**DESCRIPTION OF THE TASK**
What is the number of lines in the data that include the string "into"? Give it by itself.

**Stored data entries**
== == ==

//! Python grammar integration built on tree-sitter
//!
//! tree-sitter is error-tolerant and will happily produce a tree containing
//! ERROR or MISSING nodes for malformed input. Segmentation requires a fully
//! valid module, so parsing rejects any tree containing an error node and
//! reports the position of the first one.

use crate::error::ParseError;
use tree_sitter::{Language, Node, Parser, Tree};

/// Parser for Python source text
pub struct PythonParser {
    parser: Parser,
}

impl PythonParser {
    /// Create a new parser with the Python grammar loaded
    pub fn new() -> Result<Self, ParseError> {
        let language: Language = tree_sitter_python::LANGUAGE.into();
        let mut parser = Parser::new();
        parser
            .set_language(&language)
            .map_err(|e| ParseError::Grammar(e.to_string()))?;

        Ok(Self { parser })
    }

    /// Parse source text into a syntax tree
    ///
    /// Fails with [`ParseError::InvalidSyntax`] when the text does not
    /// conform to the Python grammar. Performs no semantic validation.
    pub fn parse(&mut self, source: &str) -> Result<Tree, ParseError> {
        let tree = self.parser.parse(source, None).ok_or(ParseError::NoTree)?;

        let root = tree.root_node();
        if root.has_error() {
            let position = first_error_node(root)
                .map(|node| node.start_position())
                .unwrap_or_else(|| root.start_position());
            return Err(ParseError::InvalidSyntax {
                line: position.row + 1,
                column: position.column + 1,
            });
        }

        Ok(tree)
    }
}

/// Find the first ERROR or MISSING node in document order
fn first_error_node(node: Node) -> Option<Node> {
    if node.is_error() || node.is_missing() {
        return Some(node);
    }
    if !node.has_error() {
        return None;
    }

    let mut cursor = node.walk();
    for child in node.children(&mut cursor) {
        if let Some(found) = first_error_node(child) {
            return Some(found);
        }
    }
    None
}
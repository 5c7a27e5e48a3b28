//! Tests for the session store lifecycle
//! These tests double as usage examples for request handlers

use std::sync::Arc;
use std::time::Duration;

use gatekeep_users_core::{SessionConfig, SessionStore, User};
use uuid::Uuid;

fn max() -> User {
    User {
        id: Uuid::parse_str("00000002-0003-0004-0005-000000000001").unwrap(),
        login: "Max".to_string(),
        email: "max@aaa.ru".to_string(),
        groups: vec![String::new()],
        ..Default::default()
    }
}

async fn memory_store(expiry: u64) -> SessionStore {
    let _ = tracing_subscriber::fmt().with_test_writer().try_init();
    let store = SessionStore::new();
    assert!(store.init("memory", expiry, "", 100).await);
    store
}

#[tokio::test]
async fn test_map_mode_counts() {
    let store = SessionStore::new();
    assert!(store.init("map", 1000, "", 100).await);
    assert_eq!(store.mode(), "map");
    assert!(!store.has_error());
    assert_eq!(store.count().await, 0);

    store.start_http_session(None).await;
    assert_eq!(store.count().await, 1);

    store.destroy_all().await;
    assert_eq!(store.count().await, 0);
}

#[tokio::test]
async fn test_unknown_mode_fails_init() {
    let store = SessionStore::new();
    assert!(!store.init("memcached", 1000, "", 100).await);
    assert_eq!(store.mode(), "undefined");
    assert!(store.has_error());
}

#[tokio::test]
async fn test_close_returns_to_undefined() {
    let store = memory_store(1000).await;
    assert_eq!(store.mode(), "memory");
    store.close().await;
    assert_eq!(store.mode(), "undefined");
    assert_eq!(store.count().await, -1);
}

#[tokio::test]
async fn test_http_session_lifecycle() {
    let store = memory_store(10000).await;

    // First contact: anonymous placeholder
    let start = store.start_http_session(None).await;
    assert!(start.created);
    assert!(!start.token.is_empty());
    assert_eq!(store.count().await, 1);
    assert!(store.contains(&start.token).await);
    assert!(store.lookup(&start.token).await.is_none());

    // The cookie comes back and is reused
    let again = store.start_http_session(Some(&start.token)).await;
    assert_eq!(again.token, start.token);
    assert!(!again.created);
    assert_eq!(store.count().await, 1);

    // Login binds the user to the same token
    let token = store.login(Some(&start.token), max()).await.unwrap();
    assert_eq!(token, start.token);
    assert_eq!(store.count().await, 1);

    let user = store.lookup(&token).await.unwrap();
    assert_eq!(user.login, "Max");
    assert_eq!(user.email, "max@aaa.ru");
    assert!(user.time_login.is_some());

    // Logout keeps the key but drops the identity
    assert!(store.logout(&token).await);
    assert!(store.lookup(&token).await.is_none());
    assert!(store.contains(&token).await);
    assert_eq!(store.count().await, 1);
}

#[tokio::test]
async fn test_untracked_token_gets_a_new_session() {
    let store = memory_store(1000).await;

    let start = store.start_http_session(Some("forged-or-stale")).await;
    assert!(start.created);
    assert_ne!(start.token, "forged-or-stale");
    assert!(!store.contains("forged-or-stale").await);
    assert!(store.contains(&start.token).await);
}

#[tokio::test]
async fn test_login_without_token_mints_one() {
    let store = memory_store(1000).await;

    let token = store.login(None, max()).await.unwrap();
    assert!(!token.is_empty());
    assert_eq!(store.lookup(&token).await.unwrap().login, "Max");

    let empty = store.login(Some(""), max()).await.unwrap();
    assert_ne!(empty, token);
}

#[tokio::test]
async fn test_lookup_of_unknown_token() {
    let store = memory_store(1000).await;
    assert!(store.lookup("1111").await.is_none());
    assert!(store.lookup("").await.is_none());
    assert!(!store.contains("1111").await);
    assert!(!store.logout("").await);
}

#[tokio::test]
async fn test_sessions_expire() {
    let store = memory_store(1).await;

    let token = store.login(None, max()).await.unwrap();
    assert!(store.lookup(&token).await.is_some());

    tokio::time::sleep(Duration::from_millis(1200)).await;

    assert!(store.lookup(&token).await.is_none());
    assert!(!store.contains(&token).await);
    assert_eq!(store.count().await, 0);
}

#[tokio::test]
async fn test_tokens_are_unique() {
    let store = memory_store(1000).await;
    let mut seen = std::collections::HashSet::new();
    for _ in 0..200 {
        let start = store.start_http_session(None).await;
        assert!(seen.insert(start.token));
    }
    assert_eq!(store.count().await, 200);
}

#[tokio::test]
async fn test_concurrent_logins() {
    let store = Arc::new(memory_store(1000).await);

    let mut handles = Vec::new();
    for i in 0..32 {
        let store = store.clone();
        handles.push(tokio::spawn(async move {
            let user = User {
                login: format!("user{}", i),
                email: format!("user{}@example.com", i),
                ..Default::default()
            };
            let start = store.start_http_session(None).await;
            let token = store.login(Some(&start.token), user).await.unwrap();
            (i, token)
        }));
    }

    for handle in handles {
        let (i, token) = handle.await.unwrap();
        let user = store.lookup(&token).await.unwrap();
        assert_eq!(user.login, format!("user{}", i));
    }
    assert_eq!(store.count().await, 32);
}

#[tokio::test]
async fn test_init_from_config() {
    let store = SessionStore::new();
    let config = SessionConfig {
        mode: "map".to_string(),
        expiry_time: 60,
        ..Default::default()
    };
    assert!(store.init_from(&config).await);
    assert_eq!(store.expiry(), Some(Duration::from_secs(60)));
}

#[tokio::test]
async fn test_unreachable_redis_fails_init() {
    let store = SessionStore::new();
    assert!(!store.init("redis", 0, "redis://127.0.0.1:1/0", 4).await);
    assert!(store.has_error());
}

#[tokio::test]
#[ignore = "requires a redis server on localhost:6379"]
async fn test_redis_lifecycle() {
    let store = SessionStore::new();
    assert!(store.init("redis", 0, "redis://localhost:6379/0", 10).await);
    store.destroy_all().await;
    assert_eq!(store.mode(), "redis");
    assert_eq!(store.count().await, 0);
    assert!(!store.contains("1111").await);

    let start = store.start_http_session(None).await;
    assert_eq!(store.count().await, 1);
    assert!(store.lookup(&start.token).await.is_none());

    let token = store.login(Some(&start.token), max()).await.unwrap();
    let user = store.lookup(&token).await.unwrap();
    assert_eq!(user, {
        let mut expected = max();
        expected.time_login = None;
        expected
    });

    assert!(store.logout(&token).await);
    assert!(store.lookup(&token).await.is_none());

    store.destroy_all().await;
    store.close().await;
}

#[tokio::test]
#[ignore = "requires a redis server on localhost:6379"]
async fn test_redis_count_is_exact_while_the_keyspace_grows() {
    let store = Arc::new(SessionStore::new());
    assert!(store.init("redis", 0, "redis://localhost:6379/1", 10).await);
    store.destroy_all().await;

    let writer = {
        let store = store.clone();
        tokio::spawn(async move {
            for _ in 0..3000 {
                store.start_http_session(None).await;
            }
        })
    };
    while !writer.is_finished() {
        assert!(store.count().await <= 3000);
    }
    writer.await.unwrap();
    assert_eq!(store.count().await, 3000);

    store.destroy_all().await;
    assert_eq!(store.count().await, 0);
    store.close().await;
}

== == ==

**SOLUTION FOR THIS PROBLEM**
2